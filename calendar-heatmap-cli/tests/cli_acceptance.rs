use std::ffi::OsString;
use std::fs;
use std::path::PathBuf;
use std::process::{Command, Output};
use tempfile::TempDir;

struct CliTestEnv {
    _temp_dir: TempDir,
    base: PathBuf,
    home: PathBuf,
    xdg_config: PathBuf,
    xdg_state: PathBuf,
}

impl CliTestEnv {
    fn new() -> Self {
        let temp_dir = TempDir::new().expect("failed to create temp dir");
        let base = temp_dir.path().to_path_buf();
        let home = base.join("home");
        let xdg_config = base.join("xdg-config");
        let xdg_state = base.join("xdg-state");

        fs::create_dir_all(&home).expect("failed to create HOME");
        fs::create_dir_all(&xdg_config).expect("failed to create XDG_CONFIG_HOME");
        fs::create_dir_all(&xdg_state).expect("failed to create XDG_STATE_HOME");

        Self {
            _temp_dir: temp_dir,
            base,
            home,
            xdg_config,
            xdg_state,
        }
    }

    fn write_config(&self, contents: &str) {
        let dir = self.xdg_config.join("calendar-heatmap");
        fs::create_dir_all(&dir).expect("failed to create config dir");
        fs::write(dir.join("config.toml"), contents).expect("failed to write config");
    }

    fn log_dir(&self) -> PathBuf {
        self.xdg_state.join("calendar-heatmap")
    }
}

fn fixture_path() -> String {
    PathBuf::from(env!("CARGO_MANIFEST_DIR"))
        .join("../calendar-heatmap-core/tests/fixtures/two-years.json")
        .to_string_lossy()
        .into_owned()
}

fn run_bin(env: &CliTestEnv, args: &[&str]) -> Output {
    let bin_path = PathBuf::from(assert_cmd::cargo::cargo_bin!("calendar-heatmap"));

    Command::new(bin_path)
        .args(args)
        .env("HOME", &env.home)
        .env("XDG_CONFIG_HOME", &env.xdg_config)
        .env("XDG_STATE_HOME", &env.xdg_state)
        .env_remove("RUST_LOG")
        .output()
        .unwrap_or_else(|e| panic!("failed to execute calendar-heatmap: {e}"))
}

fn assert_success(args: &[&str], output: &Output) {
    if output.status.success() {
        return;
    }

    let rendered_args = args
        .iter()
        .map(|arg| OsString::from(arg).to_string_lossy().into_owned())
        .collect::<Vec<_>>()
        .join(" ");
    let stdout = String::from_utf8_lossy(&output.stdout);
    let stderr = String::from_utf8_lossy(&output.stderr);
    panic!(
        "calendar-heatmap {rendered_args} failed\nstatus: {}\nstdout:\n{}\nstderr:\n{}",
        output.status, stdout, stderr
    );
}

#[test]
fn renders_global_overview_as_svg_to_stdout() {
    let env = CliTestEnv::new();
    let data = fixture_path();
    let args = ["--data", data.as_str(), "--seed", "3"];

    let output = run_bin(&env, &args);
    assert_success(&args, &output);

    let stdout = String::from_utf8_lossy(&output.stdout);
    assert!(stdout.starts_with("<svg"), "expected svg, got:\n{stdout}");
    assert_eq!(stdout.matches("item-block-year").count(), 2);
    assert!(stdout.contains(">2023</text>"));
    assert!(stdout.contains(">2024</text>"));
}

#[test]
fn writes_html_page_to_output_file() {
    let env = CliTestEnv::new();
    let data = fixture_path();
    let target = env.base.join("heatmap.html");
    let target = target.to_string_lossy().into_owned();
    let args = [
        "--data",
        data.as_str(),
        "--format",
        "html",
        "--output",
        target.as_str(),
    ];

    let output = run_bin(&env, &args);
    assert_success(&args, &output);
    assert!(output.stdout.is_empty());

    let html = fs::read_to_string(&target).expect("output file should exist");
    assert!(html.starts_with("<!DOCTYPE html>"));
    assert!(html.contains(".calendar-heatmap .heatmap-tooltip"));
    assert!(html.contains(r#"<div class="heatmap-tooltip""#));
}

#[test]
fn year_overview_anchors_on_today() {
    let env = CliTestEnv::new();
    let data = fixture_path();
    let args = [
        "--data",
        data.as_str(),
        "--overview",
        "year",
        "--today",
        "2024-04-10",
        "--color",
        "#1e90ff",
    ];

    let output = run_bin(&env, &args);
    assert_success(&args, &output);

    let stdout = String::from_utf8_lossy(&output.stdout);
    assert_eq!(stdout.matches("item-circle").count(), 4);
    assert!(stdout.contains("label-month"));
    assert!(stdout.contains("button-back"));
}

#[test]
fn invalid_color_is_rejected() {
    let env = CliTestEnv::new();
    let data = fixture_path();

    let output = run_bin(&env, &["--data", data.as_str(), "--color", "orange"]);
    assert!(!output.status.success());
    let stderr = String::from_utf8_lossy(&output.stderr);
    assert!(stderr.contains("invalid color"), "stderr:\n{stderr}");
}

#[test]
fn missing_dataset_is_reported() {
    let env = CliTestEnv::new();
    let missing = env.base.join("nope.json");
    let missing = missing.to_string_lossy().into_owned();

    let output = run_bin(&env, &["--data", missing.as_str()]);
    assert!(!output.status.success());
    let stderr = String::from_utf8_lossy(&output.stderr);
    assert!(stderr.contains("failed to read dataset"), "stderr:\n{stderr}");
}

#[test]
fn empty_dataset_warns_on_stderr() {
    let env = CliTestEnv::new();
    let data = env.base.join("empty.json");
    fs::write(&data, "[]").expect("failed to write dataset");
    let data = data.to_string_lossy().into_owned();
    let args = ["--data", data.as_str()];

    let output = run_bin(&env, &args);
    assert_success(&args, &output);

    let stdout = String::from_utf8_lossy(&output.stdout);
    assert!(stdout.starts_with("<svg"));
    assert!(!stdout.contains("item-block-year"));
    let stderr = String::from_utf8_lossy(&output.stderr);
    assert!(stderr.contains("Dataset has no records"), "stderr:\n{stderr}");
    assert!(!stderr.contains("Logging initialized"));
}

#[test]
fn config_file_sets_initial_overview() {
    let env = CliTestEnv::new();
    env.write_config(
        r##"
[heatmap]
overview = "month"
color = "#2e8b57"
"##,
    );
    let data = fixture_path();
    let args = ["--data", data.as_str(), "--today", "2024-03-20"];

    let output = run_bin(&env, &args);
    assert_success(&args, &output);

    let stdout = String::from_utf8_lossy(&output.stdout);
    assert_eq!(stdout.matches("item-block-month").count(), 3);
    assert!(stdout.contains("label-week"));
}

#[test]
fn invalid_config_fails_before_rendering() {
    let env = CliTestEnv::new();
    env.write_config(
        r#"
[heatmap]
overview = "decade"
"#,
    );
    let data = fixture_path();

    let output = run_bin(&env, &["--data", data.as_str()]);
    assert!(!output.status.success());
    assert!(output.stdout.is_empty());
}

#[test]
fn log_file_is_written_to_state_dir() {
    let env = CliTestEnv::new();
    let data = fixture_path();
    let args = ["--data", data.as_str()];

    let output = run_bin(&env, &args);
    assert_success(&args, &output);

    let entries: Vec<_> = fs::read_dir(env.log_dir())
        .expect("log dir should exist")
        .filter_map(|e| e.ok())
        .map(|e| e.file_name().to_string_lossy().into_owned())
        .collect();
    assert!(
        entries.iter().any(|name| name.starts_with("calendar-heatmap.log")),
        "expected a log file, found {:?}",
        entries
    );
}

···

* [AIM OF THE TASK]
The records above must be retyped in full, exactly as written.

* [THE COMPLETED TASK]
filename calendar-heatmap-cli/tests/cli_acceptance.rs
use std::ffi::OsString;
use std::fs;
use std::path::PathBuf;
use std::process::{Command, Output};
use tempfile::TempDir;

struct CliTestEnv {
    _temp_dir: TempDir,
    base: PathBuf,
    home: PathBuf,
    xdg_config: PathBuf,
    xdg_state: PathBuf,
}

impl CliTestEnv {
    fn new() -> Self {
        let temp_dir = TempDir::new().expect("failed to create temp dir");
        let base = temp_dir.path().to_path_buf();
        let home = base.join("home");
        let xdg_config = base.join("xdg-config");
        let xdg_state = base.join("xdg-state");

        fs::create_dir_all(&home).expect("failed to create HOME");
        fs::create_dir_all(&xdg_config).expect("failed to create XDG_CONFIG_HOME");
        fs::create_dir_all(&xdg_state).expect("failed to create XDG_STATE_HOME");

        Self {
            _temp_dir: temp_dir,
            base,
            home,
            xdg_config,
            xdg_state,
        }
    }

    fn write_config(&self, contents: &str) {
        let dir = self.xdg_config.join("calendar-heatmap");
        fs::create_dir_all(&dir).expect("failed to create config dir");
        fs::write(dir.join("config.toml"), contents).expect("failed to write config");
    }

    fn log_dir(&self) -> PathBuf {
        self.xdg_state.join("calendar-heatmap")
    }
}

fn fixture_path() -> String {
    PathBuf::from(env!("CARGO_MANIFEST_DIR"))
        .join("../calendar-heatmap-core/tests/fixtures/two-years.json")
        .to_string_lossy()
        .into_owned()
}

fn run_bin(env: &CliTestEnv, args: &[&str]) -> Output {
    let bin_path = PathBuf::from(assert_cmd::cargo::cargo_bin!("calendar-heatmap"));

    Command::new(bin_path)
        .args(args)
        .env("HOME", &env.home)
        .env("XDG_CONFIG_HOME", &env.xdg_config)
        .env("XDG_STATE_HOME", &env.xdg_state)
        .env_remove("RUST_LOG")
        .output()
        .unwrap_or_else(|e| panic!("failed to execute calendar-heatmap: {e}"))
}

fn assert_success(args: &[&str], output: &Output) {
    if output.status.success() {
        return;
    }

    let rendered_args = args
        .iter()
        .map(|arg| OsString::from(arg).to_string_lossy().into_owned())
        .collect::<Vec<_>>()
        .join(" ");
    let stdout = String::from_utf8_lossy(&output.stdout);
    let stderr = String::from_utf8_lossy(&output.stderr);
    panic!(
        "calendar-heatmap {rendered_args} failed\nstatus: {}\nstdout:\n{}\nstderr:\n{}",
        output.status, stdout, stderr
    );
}

#[test]
fn renders_global_overview_as_svg_to_stdout() {
    let env = CliTestEnv::new();
    let data = fixture_path();
    let args = ["--data", data.as_str(), "--seed", "3"];

    let output = run_bin(&env, &args);
    assert_success(&args, &output);

    let stdout = String::from_utf8_lossy(&output.stdout);
    assert!(stdout.starts_with("<svg"), "expected svg, got:\n{stdout}");
    assert_eq!(stdout.matches("item-block-year").count(), 2);
    assert!(stdout.contains(">2023</text>"));
    assert!(stdout.contains(">2024</text>"));
}

#[test]
fn writes_html_page_to_output_file() {
    let env = CliTestEnv::new();
    let data = fixture_path();
    let target = env.base.join("heatmap.html");
    let target = target.to_string_lossy().into_owned();
    let args = [
        "--data",
        data.as_str(),
        "--format",
        "html",
        "--output",
        target.as_str(),
    ];

    let output = run_bin(&env, &args);
    assert_success(&args, &output);
    assert!(output.stdout.is_empty());

    let html = fs::read_to_string(&target).expect("output file should exist");
    assert!(html.starts_with("<!DOCTYPE html>"));
    assert!(html.contains(".calendar-heatmap .heatmap-tooltip"));
    assert!(html.contains(r#"<div class="heatmap-tooltip""#));
}

#[test]
fn year_overview_anchors_on_today() {
    let env = CliTestEnv::new();
    let data = fixture_path();
    let args = [
        "--data",
        data.as_str(),
        "--overview",
        "year",
        "--today",
        "2024-04-10",
        "--color",
        "#1e90ff",
    ];

    let output = run_bin(&env, &args);
    assert_success(&args, &output);

    let stdout = String::from_utf8_lossy(&output.stdout);
    assert_eq!(stdout.matches("item-circle").count(), 4);
    assert!(stdout.contains("label-month"));
    assert!(stdout.contains("button-back"));
}

#[test]
fn invalid_color_is_rejected() {
    let env = CliTestEnv::new();
    let data = fixture_path();

    let output = run_bin(&env, &["--data", data.as_str(), "--color", "orange"]);
    assert!(!output.status.success());
    let stderr = String::from_utf8_lossy(&output.stderr);
    assert!(stderr.contains("invalid color"), "stderr:\n{stderr}");
}

#[test]
fn missing_dataset_is_reported() {
    let env = CliTestEnv::new();
    let missing = env.base.join("nope.json");
    let missing = missing.to_string_lossy().into_owned();

    let output = run_bin(&env, &["--data", missing.as_str()]);
    assert!(!output.status.success());
    let stderr = String::from_utf8_lossy(&output.stderr);
    assert!(stderr.contains("failed to read dataset"), "stderr:\n{stderr}");
}

#[test]
fn empty_dataset_warns_on_stderr() {
    let env = CliTestEnv::new();
    let data = env.base.join("empty.json");
    fs::write(&data, "[]").expect("failed to write dataset");
    let data = data.to_string_lossy().into_owned();
    let args = ["--data", data.as_str()];

    let output = run_bin(&env, &args);
    assert_success(&args, &output);

    let stdout = String::from_utf8_lossy(&output.stdout);
    assert!(stdout.starts_with("<svg"));
    assert!(!stdout.contains("item-block-year"));
    let stderr = String::from_utf8_lossy(&output.stderr);
    assert!(stderr.contains("Dataset has no records"), "stderr:\n{stderr}");
    assert!(!stderr.contains("Logging initialized"));
}

#[test]
fn config_file_sets_initial_overview() {
    let env = CliTestEnv::new();
    env.write_config(
        r##"
[heatmap]
overview = "month"
color = "#2e8b57"
"##,
    );
    let data = fixture_path();
    let args = ["--data", data.as_str(), "--today", "2024-03-20"];

    let output = run_bin(&env, &args);
    assert_success(&args, &output);

    let stdout = String::from_utf8_lossy(&output.stdout);
    assert_eq!(stdout.matches("item-block-month").count(), 3);
    assert!(stdout.contains("label-week"));
}

#[test]
fn invalid_config_fails_before_rendering() {
    let env = CliTestEnv::new();
    env.write_config(
        r#"
[heatmap]
overview = "decade"
"#,
    );
    let data = fixture_path();

    let output = run_bin(&env, &["--data", data.as_str()]);
    assert!(!output.status.success());
    assert!(output.stdout.is_empty());
}

#[test]
fn log_file_is_written_to_state_dir() {
    let env = CliTestEnv::new();
    let data = fixture_path();
    let args = ["--data", data.as_str()];

    let output = run_bin(&env, &args);
    assert_success(&args, &output);

    let entries: Vec<_> = fs::read_dir(env.log_dir())
        .expect("log dir should exist")
        .filter_map(|e| e.ok())
        .map(|e| e.file_name().to_string_lossy().into_owned())
        .collect();
    assert!(
        entries.iter().any(|name| name.starts_with("calendar-heatmap.log")),
        "expected a log file, found {:?}",
        entries
    );
}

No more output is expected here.